Novela para lectura en Wattpad 

Una inmensa masa de miles de cuerpos entrelazados se lanza en una carrera desenfrenada, cerrando en círculo, como hace la soga a un ahorcado, la fortaleza. Retumba el suelo en un estruendo ensordecedor, como si de una estampida de bestias desbocadas se tratara, mezclado con los gritos y aullidos encolerizados de aquellos que a toda prisa se van acercando.

Los onagros y catapultas, que lanzan piedras a grandes distancias, son las primeras armas defensivas que comienzan a descargar como lluvia de piedras sobre el enemigo, tras ellas las primeras andanadas de los cañones y morteros no se hacen esperar, las balas explotan reventando a todo aquel a quien pilla a distancia, y en otras ocasiones rebotan contra el suelo desgarrando, a su paso, miembros y cabezas de los cuerpos. Pero eso no les detiene, bestias mutiladas, antorchas humanas siguen avanzando hasta desplomarse consumidas y exhaustas.

Una nube de flechas con puntas de fuego silba mientras se elevan por entre las almenas para caer atravesando los cuerpos de los enemigos.
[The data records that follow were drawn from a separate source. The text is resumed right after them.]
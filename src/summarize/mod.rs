pub mod parser;
pub mod splitter;

use std::sync::Arc;

use futures::{StreamExt, TryStreamExt};
use schemars::JsonSchema;
use serde::{Deserialize, Serialize};
use tracing::{debug, info};

use crate::collect::types::{DocId, Document};
use crate::error::PipelineResult;
use crate::llm::{LanguageModel, Message};
use parser::StructuredParser;
use splitter::{ChunkConfig, TextSplitter};

/// Structured condensation of one web page.
#[derive(Debug, Clone, PartialEq, Serialize, Deserialize, JsonSchema)]
pub struct DocumentSummary {
    /// A concise summary of the page in a few sentences.
    pub concise_summary: String,
    /// The writing style of the page (tone, audience, register).
    pub writing_style: String,
    /// The main themes the page covers.
    pub key_themes: Vec<String>,
    /// Notable facts, figures or quotes worth reusing.
    #[serde(default)]
    pub interesting_facts: Vec<String>,
}

/// A summary together with the document it was derived from.
#[derive(Debug, Clone, PartialEq, Serialize, Deserialize)]
pub struct Summary {
    pub document_id: DocId,
    pub source_url: String,
    #[serde(flatten)]
    pub content: DocumentSummary,
}

const SYSTEM_PROMPT: &str = "You are a meticulous research assistant. You read web pages \
and condense them faithfully, keeping concrete facts and the author's voice.";

/// Map-reduce summarizer: each document is chunked, chunks are condensed,
/// and the condensed text is folded into one structured summary.
pub struct Summarizer {
    llm: Arc<dyn LanguageModel>,
    parser: StructuredParser<DocumentSummary>,
    splitter: TextSplitter,
    concurrency: usize,
}

impl Summarizer {
    pub fn new(
        llm: Arc<dyn LanguageModel>,
        parser: StructuredParser<DocumentSummary>,
        chunking: ChunkConfig,
        concurrency: usize,
    ) -> Self {
        Self {
            llm,
            parser,
            splitter: TextSplitter::new(chunking),
            concurrency: concurrency.max(1),
        }
    }

    /// One summary per document, in document order.
    pub async fn summarize_all(&self, documents: &[Document]) -> PipelineResult<Vec<Summary>> {
        // Futures are lazy; collecting them first keeps the closure type out
        // of this future so it stays `Send` when spawned.
        let runs: Vec<_> = documents.iter().map(|doc| self.summarize_one(doc)).collect();
        let summaries: Vec<Summary> = futures::stream::iter(runs)
            .buffered(self.concurrency)
            .try_collect()
            .await?;

        debug_assert_eq!(summaries.len(), documents.len());
        info!(count = summaries.len(), "documents summarized");
        Ok(summaries)
    }

    async fn summarize_one(&self, doc: &Document) -> PipelineResult<Summary> {
        let chunks = self.splitter.split(&doc.content);
        debug!(url = %doc.url, chunks = chunks.len(), "summarizing document");

        let body = match chunks.len() {
            0 => doc.content.clone(),
            1 => chunks.into_iter().next().unwrap_or_default(),
            _ => {
                let mut partials = Vec::with_capacity(chunks.len());
                for (i, chunk) in chunks.iter().enumerate() {
                    let prompt = format!(
                        "Write a concise summary of the following excerpt (part {} of {}) \
                         from \"{}\". Keep names, numbers and quotes.\n\n{}",
                        i + 1,
                        chunks.len(),
                        doc.title,
                        chunk
                    );
                    partials.push(
                        self.llm
                            .chat(&[Message::system(SYSTEM_PROMPT), Message::user(prompt)])
                            .await?,
                    );
                }
                partials.join("\n\n")
            }
        };

        let prompt = format!(
            "Summarize the following content from \"{}\" ({}).\n\n{}\n\n{}",
            doc.title,
            doc.url,
            body,
            self.parser.format_instructions()
        );
        let reply = self
            .llm
            .chat(&[Message::system(SYSTEM_PROMPT), Message::user(prompt)])
            .await?;
        let content = self.parser.parse(&reply)?;

        Ok(Summary {
            document_id: doc.id.clone(),
            source_url: doc.url.clone(),
            content,
        })
    }
}
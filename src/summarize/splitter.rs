use std::collections::VecDeque;

/// Rough chars-per-token ratio for English prose on BPE tokenizers.
pub const CHARS_PER_TOKEN: usize = 4;

/// Chunk sizing, expressed in (approximate) tokens.
#[derive(Debug, Clone, Copy, PartialEq, Eq)]
pub struct ChunkConfig {
    pub chunk_size: usize,
    pub chunk_overlap: usize,
}

impl Default for ChunkConfig {
    fn default() -> Self {
        Self {
            chunk_size: 1500,
            chunk_overlap: 400,
        }
    }
}

/// Recursive separator splitter: tries paragraph breaks first, then lines,
/// then words, then single characters, and merges the pieces back into
/// chunks no longer than `chunk_size` that overlap by up to `chunk_overlap`.
#[derive(Debug, Clone)]
pub struct TextSplitter {
    max_chars: usize,
    overlap_chars: usize,
    separators: Vec<&'static str>,
}

impl TextSplitter {
    pub fn new(config: ChunkConfig) -> Self {
        let max_chars = (config.chunk_size * CHARS_PER_TOKEN).max(1);
        let overlap_chars = (config.chunk_overlap * CHARS_PER_TOKEN).min(max_chars.saturating_sub(1));
        Self {
            max_chars,
            overlap_chars,
            separators: vec!["\n\n", "\n", " ", ""],
        }
    }

    pub fn split(&self, text: &str) -> Vec<String> {
        self.split_with(text, &self.separators)
    }

    fn split_with(&self, text: &str, separators: &[&'static str]) -> Vec<String> {
        // First separator present in the text; "" always matches
        let (pos, separator) = separators
            .iter()
            .enumerate()
            .find(|(_, sep)| sep.is_empty() || text.contains(**sep))
            .map(|(i, sep)| (i, *sep))
            .unwrap_or((separators.len(), ""));
        let remaining = separators.get(pos + 1..).unwrap_or(&[]);

        let pieces: Vec<String> = if separator.is_empty() {
            text.chars().map(String::from).collect()
        } else {
            text.split(separator)
                .filter(|s| !s.is_empty())
                .map(String::from)
                .collect()
        };

        let mut chunks = Vec::new();
        let mut pending: Vec<String> = Vec::new();
        for piece in pieces {
            if char_len(&piece) <= self.max_chars {
                pending.push(piece);
                continue;
            }
            if !pending.is_empty() {
                chunks.extend(self.merge(&pending, separator));
                pending.clear();
            }
            if remaining.is_empty() {
                chunks.push(piece);
            } else {
                chunks.extend(self.split_with(&piece, remaining));
            }
        }
        if !pending.is_empty() {
            chunks.extend(self.merge(&pending, separator));
        }
        chunks
    }

    fn merge(&self, pieces: &[String], separator: &str) -> Vec<String> {
        let sep_len = char_len(separator);
        let mut chunks = Vec::new();
        let mut window: VecDeque<&str> = VecDeque::new();
        let mut total = 0usize;

        for piece in pieces {
            let len = char_len(piece);
            let joiner = if window.is_empty() { 0 } else { sep_len };
            if total + len + joiner > self.max_chars && !window.is_empty() {
                push_chunk(&mut chunks, &window, separator);
                // Drop from the front until we are inside the overlap budget
                // and the next piece fits.
                while total > self.overlap_chars
                    || (total > 0 && total + len + if window.is_empty() { 0 } else { sep_len } > self.max_chars)
                {
                    let Some(front) = window.pop_front() else { break };
                    total -= char_len(front) + if window.is_empty() { 0 } else { sep_len };
                }
            }
            let joiner = if window.is_empty() { 0 } else { sep_len };
            window.push_back(piece);
            total += len + joiner;
        }
        push_chunk(&mut chunks, &window, separator);
        chunks
    }
}

fn push_chunk(chunks: &mut Vec<String>, window: &VecDeque<&str>, separator: &str) {
    let joined = window.iter().copied().collect::<Vec<_>>().join(separator);
    let trimmed = joined.trim();
    if !trimmed.is_empty() {
        chunks.push(trimmed.to_string());
    }
}

fn char_len(text: &str) -> usize {
    text.chars().count()
}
Algunas de las saetas al tocar el suelo, prenden una especie de brea pegajosa e incendiaria derramada días antes por los defensores sobre el suelo y que se adhiere con facilidad en los cuerpos de los atacantes a su contacto al caer, cuando resbalan con ella. En unos minutos una inmensa llamarada se extiende a toda velocidad en un círculo de fuego y humo negro alrededor de la fortaleza, esparciendo un desagradable hedor a carne abrasada.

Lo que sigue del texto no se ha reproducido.